_WHAT IS BEING ASKED_:
Find every line in the records that holds the string "access". Copy each one.
◇ ◇ ◇ ◇ ◇
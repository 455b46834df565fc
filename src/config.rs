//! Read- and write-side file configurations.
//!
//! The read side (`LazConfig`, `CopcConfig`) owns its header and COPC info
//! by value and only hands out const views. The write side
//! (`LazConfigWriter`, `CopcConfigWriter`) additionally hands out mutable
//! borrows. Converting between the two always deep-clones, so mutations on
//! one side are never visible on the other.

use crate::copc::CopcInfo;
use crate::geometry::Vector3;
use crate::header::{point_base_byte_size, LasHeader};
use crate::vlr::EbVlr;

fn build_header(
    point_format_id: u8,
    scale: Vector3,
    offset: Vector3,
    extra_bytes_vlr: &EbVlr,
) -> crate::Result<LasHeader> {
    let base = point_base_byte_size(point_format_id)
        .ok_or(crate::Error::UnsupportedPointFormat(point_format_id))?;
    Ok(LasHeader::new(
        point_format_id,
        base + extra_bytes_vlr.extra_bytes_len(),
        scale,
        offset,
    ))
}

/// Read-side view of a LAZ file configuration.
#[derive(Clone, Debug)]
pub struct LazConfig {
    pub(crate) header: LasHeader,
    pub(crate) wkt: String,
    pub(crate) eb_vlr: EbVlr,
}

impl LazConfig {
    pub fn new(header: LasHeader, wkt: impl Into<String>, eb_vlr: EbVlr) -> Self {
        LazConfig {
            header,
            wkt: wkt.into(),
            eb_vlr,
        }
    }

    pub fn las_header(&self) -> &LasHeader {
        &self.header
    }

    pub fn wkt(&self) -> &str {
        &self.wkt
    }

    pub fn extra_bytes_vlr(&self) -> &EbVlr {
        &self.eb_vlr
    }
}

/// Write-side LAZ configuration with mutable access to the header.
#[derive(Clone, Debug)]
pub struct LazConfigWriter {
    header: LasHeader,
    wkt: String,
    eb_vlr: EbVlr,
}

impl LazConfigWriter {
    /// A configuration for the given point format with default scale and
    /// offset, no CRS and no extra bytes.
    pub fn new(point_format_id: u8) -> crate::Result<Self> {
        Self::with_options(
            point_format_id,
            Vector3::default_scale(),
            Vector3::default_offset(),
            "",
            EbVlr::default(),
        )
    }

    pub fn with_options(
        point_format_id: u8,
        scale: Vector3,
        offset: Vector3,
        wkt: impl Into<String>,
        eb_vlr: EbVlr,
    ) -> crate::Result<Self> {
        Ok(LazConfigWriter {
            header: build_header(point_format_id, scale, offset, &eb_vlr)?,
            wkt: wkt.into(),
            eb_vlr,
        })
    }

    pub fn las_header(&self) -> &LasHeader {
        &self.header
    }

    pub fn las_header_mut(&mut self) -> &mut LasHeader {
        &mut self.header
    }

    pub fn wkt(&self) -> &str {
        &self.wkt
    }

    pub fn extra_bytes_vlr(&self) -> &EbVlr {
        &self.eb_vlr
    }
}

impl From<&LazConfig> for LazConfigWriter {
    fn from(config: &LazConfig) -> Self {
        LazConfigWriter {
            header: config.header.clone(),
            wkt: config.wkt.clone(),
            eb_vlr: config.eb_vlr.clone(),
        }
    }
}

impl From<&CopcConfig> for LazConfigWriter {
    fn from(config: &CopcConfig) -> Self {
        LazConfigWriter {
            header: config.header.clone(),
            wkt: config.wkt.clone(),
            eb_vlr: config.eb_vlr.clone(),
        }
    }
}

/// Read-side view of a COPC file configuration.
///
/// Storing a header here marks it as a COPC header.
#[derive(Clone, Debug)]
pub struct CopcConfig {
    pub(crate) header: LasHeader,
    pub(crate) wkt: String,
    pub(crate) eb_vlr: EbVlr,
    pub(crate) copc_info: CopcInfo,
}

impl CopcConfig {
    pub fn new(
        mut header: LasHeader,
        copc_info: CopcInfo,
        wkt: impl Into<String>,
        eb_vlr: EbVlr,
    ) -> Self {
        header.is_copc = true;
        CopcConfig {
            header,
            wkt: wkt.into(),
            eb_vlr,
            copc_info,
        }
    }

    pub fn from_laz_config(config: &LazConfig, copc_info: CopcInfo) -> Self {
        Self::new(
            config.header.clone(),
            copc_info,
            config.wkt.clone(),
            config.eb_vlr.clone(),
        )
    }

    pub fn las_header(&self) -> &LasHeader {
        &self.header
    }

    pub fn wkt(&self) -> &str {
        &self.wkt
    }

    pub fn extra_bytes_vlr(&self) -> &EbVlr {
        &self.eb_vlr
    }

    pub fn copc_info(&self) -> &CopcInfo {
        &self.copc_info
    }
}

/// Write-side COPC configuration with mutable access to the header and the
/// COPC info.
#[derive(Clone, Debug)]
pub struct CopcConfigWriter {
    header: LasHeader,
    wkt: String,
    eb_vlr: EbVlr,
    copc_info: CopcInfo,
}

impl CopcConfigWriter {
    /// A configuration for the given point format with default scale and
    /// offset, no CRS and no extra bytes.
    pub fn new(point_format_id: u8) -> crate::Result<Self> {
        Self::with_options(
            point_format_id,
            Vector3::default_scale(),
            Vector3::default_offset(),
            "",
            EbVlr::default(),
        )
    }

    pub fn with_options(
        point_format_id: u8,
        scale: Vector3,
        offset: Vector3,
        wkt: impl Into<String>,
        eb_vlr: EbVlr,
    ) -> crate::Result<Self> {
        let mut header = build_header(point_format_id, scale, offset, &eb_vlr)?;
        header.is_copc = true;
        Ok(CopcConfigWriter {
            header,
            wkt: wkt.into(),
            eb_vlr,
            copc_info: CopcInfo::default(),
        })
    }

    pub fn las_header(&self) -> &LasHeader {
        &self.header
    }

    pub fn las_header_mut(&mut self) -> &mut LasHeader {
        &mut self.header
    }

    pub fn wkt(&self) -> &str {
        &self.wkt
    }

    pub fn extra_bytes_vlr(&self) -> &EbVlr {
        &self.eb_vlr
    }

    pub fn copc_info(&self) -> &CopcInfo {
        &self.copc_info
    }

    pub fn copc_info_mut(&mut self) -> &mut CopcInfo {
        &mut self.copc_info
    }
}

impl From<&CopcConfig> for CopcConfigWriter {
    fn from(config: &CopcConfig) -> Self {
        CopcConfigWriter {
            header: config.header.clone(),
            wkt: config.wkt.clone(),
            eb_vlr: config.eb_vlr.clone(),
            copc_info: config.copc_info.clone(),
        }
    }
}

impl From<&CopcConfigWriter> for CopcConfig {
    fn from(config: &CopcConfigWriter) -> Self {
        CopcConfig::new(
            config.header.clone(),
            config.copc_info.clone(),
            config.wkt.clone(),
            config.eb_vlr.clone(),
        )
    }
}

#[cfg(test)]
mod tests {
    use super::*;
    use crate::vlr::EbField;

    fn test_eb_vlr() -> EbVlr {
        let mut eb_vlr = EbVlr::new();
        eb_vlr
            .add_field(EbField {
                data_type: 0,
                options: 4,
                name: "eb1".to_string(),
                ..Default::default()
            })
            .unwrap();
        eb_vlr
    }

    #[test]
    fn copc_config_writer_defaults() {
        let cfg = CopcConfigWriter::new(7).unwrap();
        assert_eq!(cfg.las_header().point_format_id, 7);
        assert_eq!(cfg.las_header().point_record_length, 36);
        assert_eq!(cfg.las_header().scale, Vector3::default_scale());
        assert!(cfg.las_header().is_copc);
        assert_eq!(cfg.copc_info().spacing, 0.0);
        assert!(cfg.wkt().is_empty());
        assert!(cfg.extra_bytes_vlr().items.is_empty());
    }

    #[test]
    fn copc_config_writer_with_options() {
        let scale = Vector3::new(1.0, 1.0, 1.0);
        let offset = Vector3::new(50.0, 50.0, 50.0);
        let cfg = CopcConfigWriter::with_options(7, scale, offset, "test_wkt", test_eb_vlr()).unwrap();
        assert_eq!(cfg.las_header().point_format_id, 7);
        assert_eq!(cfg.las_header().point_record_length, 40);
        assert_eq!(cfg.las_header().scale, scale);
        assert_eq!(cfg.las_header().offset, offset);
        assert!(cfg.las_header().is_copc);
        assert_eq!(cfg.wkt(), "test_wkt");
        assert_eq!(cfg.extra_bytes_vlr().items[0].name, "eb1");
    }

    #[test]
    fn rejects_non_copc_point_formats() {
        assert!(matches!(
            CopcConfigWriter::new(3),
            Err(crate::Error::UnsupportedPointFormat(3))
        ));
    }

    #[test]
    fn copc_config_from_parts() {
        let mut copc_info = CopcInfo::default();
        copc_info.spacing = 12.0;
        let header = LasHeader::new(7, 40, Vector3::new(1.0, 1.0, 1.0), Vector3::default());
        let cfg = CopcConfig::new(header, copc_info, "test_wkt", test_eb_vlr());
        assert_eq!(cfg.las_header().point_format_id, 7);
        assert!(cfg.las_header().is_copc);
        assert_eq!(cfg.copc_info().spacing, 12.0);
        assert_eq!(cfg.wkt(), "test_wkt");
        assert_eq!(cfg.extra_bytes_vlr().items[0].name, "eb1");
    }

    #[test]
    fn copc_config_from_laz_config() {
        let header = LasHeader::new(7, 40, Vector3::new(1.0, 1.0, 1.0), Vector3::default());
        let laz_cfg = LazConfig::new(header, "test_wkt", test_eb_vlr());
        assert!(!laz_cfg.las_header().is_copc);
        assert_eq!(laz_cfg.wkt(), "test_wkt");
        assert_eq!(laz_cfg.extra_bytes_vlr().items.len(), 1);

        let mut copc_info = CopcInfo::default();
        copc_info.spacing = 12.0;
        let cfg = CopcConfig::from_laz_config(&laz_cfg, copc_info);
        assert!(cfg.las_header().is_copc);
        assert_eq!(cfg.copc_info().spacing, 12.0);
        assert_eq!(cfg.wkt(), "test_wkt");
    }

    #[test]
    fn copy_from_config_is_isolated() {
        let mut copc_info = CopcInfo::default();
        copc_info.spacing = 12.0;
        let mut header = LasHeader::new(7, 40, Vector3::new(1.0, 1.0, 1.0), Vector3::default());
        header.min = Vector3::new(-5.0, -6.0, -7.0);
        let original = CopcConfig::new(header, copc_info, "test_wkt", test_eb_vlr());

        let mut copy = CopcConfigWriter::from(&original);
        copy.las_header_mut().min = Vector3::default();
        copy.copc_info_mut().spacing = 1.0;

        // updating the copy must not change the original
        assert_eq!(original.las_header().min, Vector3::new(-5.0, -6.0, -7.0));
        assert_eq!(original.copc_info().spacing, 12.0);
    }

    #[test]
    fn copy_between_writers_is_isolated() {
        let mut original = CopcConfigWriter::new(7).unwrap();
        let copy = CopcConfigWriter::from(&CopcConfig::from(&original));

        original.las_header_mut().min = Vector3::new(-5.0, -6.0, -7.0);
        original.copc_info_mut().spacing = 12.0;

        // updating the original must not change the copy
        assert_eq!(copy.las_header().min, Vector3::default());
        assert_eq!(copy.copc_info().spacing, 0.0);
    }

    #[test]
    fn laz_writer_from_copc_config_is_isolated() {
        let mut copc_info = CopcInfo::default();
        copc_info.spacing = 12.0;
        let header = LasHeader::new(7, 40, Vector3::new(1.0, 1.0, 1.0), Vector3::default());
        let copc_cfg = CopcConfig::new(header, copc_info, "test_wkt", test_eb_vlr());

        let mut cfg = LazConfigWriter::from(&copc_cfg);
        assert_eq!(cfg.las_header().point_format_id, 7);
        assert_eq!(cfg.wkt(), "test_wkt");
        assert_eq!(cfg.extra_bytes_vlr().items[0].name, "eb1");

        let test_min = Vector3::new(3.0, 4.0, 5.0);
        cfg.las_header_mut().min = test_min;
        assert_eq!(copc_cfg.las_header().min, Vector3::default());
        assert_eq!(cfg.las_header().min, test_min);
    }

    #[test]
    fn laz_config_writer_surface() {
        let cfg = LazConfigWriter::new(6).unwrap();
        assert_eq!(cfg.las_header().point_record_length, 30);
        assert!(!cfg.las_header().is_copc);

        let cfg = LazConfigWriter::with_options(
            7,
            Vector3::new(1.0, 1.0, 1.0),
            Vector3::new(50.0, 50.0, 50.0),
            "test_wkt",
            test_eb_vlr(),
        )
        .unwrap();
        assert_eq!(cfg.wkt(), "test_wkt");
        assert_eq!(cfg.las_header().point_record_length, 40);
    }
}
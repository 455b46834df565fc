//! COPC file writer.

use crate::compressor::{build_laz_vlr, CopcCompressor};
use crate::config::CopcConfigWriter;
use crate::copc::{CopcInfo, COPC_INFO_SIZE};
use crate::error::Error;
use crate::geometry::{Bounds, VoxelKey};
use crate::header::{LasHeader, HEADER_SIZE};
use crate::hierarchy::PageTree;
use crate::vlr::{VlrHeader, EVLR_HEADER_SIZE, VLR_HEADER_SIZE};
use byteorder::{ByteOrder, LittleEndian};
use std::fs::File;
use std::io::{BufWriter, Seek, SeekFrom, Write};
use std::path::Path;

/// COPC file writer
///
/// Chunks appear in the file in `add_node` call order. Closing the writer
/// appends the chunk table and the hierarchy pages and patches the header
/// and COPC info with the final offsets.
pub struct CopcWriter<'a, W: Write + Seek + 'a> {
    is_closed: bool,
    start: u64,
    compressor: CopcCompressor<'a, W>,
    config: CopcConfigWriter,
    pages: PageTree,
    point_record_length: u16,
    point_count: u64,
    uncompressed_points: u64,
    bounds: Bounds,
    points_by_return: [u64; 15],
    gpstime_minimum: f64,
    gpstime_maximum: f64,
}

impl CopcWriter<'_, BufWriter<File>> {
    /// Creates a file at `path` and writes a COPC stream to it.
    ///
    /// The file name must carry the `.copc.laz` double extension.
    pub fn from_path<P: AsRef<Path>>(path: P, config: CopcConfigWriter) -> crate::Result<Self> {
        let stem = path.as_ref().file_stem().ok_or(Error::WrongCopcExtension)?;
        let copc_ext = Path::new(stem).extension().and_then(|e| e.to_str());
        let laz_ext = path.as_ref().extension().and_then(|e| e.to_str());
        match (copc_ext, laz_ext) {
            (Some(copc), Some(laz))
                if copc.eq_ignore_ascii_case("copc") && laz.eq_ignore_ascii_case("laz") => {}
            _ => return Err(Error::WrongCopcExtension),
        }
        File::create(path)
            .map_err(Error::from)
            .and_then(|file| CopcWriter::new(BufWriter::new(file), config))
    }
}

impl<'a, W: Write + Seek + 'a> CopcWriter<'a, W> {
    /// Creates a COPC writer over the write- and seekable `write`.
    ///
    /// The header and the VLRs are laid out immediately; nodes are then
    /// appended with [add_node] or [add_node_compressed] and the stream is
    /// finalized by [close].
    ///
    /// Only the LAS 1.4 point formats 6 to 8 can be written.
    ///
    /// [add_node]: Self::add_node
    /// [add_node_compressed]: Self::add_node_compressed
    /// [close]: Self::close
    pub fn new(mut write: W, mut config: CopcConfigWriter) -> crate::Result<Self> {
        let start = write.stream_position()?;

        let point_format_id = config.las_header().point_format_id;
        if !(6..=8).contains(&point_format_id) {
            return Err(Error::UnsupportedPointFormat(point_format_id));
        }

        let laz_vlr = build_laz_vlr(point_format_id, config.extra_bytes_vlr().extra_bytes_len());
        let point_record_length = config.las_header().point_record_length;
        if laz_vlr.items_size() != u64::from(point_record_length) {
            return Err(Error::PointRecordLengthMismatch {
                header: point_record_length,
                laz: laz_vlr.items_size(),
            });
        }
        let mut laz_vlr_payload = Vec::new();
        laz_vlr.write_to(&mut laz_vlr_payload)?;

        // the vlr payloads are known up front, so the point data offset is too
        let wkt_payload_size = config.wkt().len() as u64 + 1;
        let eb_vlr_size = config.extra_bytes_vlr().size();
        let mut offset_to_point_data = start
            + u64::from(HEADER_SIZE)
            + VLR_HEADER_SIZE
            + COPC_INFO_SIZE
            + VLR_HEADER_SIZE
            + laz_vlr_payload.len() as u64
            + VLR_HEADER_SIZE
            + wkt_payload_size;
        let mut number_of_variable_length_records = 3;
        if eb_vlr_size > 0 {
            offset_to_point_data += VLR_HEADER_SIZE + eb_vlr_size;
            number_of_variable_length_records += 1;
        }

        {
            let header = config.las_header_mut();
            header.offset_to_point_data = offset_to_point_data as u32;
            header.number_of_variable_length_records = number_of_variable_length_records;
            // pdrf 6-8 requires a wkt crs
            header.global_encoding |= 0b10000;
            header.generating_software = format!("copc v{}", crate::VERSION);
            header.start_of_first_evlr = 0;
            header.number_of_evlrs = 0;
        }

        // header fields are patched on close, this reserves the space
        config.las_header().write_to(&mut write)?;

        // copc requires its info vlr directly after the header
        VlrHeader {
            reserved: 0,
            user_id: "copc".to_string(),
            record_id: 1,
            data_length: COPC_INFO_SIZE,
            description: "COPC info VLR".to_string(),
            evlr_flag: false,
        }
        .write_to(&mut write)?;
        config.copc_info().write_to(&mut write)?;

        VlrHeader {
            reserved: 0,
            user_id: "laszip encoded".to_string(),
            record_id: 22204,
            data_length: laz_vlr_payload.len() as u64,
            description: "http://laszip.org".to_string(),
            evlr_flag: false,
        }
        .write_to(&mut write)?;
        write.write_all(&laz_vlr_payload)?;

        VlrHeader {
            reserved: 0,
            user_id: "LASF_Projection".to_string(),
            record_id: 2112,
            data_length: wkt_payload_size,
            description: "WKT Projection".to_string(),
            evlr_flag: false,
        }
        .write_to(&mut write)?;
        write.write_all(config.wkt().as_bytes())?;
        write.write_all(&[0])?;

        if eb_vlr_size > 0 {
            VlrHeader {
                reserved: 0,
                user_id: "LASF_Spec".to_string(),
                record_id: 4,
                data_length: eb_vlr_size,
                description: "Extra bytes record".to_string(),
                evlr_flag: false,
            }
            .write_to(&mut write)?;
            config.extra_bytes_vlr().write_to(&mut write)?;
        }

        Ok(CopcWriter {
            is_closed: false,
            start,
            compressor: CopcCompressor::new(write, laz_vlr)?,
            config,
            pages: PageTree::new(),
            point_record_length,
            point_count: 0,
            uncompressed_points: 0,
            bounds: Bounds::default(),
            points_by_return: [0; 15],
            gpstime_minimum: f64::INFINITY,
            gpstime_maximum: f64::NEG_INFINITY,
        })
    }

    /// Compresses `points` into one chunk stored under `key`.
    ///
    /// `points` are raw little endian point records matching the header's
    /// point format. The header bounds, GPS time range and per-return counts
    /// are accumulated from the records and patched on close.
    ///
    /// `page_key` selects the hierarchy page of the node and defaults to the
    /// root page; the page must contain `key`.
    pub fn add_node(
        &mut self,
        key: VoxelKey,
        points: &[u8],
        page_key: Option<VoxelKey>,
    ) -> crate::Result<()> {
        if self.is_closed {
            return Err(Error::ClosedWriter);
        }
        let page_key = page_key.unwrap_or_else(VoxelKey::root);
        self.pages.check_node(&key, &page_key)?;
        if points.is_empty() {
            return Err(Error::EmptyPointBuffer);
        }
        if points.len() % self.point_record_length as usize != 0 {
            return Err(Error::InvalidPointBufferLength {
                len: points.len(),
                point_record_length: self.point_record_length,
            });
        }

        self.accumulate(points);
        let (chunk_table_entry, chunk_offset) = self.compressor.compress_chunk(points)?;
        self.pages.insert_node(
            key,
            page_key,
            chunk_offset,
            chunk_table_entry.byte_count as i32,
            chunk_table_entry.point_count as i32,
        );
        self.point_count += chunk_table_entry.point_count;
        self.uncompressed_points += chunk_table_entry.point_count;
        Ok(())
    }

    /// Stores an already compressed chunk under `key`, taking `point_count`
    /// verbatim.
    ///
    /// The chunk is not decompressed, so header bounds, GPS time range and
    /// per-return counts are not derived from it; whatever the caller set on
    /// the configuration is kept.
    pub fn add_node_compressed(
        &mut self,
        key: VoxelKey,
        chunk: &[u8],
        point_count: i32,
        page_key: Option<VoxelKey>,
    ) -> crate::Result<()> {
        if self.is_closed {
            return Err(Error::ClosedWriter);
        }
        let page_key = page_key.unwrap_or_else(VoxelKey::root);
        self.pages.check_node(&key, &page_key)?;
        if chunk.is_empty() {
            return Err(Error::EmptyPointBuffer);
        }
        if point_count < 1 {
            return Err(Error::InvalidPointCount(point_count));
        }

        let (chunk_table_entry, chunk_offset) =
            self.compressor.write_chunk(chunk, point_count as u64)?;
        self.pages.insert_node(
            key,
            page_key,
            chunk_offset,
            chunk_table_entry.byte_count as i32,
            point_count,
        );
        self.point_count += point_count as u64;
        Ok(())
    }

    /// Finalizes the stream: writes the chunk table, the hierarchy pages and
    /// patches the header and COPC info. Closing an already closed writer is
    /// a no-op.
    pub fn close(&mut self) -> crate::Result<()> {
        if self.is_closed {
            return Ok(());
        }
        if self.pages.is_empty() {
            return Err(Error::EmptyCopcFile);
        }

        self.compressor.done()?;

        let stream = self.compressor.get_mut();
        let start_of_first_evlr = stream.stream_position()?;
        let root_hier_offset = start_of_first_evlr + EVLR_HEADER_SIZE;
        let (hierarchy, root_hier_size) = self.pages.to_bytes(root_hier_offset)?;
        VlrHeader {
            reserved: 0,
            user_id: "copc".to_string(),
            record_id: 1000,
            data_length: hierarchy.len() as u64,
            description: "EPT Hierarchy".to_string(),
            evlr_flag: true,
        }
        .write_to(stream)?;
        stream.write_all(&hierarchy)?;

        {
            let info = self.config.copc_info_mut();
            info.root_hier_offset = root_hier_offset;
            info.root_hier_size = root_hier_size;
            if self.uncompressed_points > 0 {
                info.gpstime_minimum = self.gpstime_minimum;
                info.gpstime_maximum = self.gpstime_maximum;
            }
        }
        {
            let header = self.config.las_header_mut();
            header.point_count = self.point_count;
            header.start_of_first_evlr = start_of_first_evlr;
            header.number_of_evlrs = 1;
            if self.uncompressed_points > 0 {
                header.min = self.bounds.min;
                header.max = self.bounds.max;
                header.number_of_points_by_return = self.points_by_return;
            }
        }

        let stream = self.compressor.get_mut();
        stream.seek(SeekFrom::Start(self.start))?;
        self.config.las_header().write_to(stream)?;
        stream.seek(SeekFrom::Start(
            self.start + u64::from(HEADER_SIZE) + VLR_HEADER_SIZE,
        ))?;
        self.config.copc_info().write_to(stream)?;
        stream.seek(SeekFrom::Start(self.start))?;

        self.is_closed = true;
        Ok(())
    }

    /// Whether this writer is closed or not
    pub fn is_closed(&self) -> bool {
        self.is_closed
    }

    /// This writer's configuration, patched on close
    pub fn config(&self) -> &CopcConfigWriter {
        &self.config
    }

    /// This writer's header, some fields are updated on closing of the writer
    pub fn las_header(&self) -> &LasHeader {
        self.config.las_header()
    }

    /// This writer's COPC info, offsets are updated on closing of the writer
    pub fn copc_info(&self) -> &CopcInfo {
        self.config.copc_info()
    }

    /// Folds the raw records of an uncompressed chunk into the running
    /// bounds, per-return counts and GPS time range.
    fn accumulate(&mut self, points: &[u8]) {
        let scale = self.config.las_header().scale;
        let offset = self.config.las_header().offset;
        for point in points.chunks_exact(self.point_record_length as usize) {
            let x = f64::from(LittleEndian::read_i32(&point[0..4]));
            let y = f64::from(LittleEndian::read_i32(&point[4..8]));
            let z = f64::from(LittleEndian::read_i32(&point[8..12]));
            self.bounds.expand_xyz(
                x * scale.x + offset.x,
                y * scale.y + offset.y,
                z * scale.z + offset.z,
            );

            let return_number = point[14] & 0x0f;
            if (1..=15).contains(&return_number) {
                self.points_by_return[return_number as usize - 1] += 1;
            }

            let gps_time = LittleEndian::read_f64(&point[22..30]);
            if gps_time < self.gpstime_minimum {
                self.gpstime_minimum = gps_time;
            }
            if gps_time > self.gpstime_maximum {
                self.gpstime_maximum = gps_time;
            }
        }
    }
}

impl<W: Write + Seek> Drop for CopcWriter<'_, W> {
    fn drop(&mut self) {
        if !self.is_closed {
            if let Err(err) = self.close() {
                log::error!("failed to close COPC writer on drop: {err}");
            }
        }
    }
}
◇ ◇ ◇ ◇ ◇
_EXERCISE RESULT_:
/// Write-side LAZ configuration with mutable access to the header.
/// Write-side COPC configuration with mutable access to the header and the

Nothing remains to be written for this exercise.